TASK ITEM = Look through the data below and extract, unchanged, the lines from the one that contains "self.session.advance();" to the one that contains "pub fn retroceder_pregunta(&mut", both included.

RECORD SET =
——————

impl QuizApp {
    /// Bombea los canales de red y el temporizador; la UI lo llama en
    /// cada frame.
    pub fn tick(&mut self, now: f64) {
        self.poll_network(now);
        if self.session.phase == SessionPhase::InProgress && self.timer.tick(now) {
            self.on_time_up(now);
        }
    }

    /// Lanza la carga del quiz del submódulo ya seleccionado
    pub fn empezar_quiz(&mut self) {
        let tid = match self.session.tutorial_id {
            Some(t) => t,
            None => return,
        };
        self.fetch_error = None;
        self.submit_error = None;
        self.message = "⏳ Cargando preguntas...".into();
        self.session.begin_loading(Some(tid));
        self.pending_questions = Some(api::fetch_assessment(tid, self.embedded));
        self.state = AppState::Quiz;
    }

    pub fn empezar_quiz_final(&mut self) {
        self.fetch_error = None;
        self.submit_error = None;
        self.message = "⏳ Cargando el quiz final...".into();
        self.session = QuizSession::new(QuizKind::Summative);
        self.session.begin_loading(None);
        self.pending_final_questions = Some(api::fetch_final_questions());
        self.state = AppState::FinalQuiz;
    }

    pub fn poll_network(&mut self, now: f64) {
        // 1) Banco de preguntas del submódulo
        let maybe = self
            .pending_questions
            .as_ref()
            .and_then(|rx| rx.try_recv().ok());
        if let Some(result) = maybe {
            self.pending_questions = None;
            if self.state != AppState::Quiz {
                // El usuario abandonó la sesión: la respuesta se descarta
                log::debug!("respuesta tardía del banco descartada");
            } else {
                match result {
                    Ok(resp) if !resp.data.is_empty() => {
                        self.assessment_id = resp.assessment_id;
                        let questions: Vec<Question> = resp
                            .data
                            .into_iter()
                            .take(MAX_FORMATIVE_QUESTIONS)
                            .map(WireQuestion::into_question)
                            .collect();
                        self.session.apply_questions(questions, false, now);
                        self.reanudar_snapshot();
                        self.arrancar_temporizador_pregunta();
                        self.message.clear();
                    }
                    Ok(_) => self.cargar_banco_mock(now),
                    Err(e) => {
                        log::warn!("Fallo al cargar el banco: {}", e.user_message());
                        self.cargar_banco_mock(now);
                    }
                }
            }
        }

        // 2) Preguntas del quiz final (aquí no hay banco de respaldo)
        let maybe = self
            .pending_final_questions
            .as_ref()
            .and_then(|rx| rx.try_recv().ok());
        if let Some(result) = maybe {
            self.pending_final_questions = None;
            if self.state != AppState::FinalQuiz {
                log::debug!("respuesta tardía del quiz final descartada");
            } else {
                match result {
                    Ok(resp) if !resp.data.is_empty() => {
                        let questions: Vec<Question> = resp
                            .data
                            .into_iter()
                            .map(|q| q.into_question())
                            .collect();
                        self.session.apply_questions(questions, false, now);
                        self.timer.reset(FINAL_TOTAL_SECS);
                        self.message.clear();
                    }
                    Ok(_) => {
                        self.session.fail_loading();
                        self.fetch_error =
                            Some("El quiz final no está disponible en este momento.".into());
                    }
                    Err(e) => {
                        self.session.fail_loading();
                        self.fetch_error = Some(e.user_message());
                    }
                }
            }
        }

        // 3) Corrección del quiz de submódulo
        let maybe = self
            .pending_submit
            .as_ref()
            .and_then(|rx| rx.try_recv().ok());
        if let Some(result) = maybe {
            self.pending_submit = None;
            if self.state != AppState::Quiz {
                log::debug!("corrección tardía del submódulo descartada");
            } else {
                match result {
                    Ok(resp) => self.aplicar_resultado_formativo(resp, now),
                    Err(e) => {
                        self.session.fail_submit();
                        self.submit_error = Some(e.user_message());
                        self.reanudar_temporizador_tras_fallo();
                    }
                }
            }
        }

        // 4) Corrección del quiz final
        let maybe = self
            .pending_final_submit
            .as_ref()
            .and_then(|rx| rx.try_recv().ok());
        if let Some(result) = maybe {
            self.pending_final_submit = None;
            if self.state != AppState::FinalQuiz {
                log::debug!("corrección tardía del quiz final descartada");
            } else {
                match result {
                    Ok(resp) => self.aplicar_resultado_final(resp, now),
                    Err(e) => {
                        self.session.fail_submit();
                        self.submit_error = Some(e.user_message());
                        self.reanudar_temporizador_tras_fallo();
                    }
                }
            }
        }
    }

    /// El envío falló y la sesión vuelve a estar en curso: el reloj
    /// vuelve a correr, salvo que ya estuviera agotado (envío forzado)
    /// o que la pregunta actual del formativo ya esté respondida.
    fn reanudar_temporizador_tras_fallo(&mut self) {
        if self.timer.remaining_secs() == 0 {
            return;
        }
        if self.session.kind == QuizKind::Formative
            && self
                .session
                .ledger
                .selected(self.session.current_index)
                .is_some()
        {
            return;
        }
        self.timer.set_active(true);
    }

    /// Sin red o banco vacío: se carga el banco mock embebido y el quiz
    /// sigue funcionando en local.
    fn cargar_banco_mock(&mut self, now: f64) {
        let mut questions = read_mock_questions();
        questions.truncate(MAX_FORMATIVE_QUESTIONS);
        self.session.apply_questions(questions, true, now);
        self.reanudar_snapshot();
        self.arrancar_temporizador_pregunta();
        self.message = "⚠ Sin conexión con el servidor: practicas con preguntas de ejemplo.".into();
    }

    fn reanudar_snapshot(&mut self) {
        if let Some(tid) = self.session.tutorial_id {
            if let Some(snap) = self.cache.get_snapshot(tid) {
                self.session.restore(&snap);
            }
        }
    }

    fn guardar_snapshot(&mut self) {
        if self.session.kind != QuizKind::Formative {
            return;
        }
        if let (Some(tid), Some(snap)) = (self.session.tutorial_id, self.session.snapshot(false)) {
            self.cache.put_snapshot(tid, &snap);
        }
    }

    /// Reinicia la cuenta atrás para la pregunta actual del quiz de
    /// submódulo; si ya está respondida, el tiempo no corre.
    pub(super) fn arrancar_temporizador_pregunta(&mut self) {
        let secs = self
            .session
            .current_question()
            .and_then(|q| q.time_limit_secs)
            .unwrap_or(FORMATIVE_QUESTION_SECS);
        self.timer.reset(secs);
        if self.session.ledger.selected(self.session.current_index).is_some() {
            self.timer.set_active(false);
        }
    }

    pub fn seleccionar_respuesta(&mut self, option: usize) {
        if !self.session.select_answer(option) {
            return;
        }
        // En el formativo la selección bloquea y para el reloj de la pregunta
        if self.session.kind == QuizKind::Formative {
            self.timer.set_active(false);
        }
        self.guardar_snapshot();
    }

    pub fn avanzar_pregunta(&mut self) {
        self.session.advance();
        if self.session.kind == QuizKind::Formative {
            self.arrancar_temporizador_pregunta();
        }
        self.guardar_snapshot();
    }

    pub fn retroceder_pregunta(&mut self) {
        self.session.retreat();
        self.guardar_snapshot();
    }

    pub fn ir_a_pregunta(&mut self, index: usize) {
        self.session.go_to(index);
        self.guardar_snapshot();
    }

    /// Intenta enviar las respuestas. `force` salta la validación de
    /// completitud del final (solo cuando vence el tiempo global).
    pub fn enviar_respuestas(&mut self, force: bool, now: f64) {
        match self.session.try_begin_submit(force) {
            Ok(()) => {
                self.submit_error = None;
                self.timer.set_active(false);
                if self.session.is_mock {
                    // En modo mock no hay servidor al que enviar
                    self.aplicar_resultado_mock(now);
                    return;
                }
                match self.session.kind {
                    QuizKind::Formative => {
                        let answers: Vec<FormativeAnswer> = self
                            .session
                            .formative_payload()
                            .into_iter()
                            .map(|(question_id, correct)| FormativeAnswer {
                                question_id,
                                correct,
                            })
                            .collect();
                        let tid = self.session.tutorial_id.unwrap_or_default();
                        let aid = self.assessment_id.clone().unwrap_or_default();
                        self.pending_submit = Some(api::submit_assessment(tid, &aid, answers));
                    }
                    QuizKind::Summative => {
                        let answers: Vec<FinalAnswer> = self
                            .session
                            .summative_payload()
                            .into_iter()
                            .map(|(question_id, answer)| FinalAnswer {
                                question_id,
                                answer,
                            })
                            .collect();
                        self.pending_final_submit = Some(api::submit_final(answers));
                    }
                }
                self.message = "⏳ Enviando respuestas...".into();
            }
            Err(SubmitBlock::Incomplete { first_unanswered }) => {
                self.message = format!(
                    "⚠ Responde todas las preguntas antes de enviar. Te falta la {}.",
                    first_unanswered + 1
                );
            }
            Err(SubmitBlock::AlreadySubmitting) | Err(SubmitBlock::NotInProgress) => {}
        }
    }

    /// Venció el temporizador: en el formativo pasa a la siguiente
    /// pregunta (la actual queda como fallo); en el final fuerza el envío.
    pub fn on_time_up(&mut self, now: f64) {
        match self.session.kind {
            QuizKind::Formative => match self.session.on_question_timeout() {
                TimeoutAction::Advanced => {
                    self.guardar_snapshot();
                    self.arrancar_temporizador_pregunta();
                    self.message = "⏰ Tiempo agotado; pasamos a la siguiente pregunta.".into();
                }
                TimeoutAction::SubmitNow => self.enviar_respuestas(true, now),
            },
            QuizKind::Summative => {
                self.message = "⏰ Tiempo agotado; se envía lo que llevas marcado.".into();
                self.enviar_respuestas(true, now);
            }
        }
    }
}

——————

RESULT BELOW =
        self.session.advance();
        if self.session.kind == QuizKind::Formative {
            self.arrancar_temporizador_pregunta();
        }
        self.guardar_snapshot();
    }

    pub fn retroceder_pregunta(&mut self) {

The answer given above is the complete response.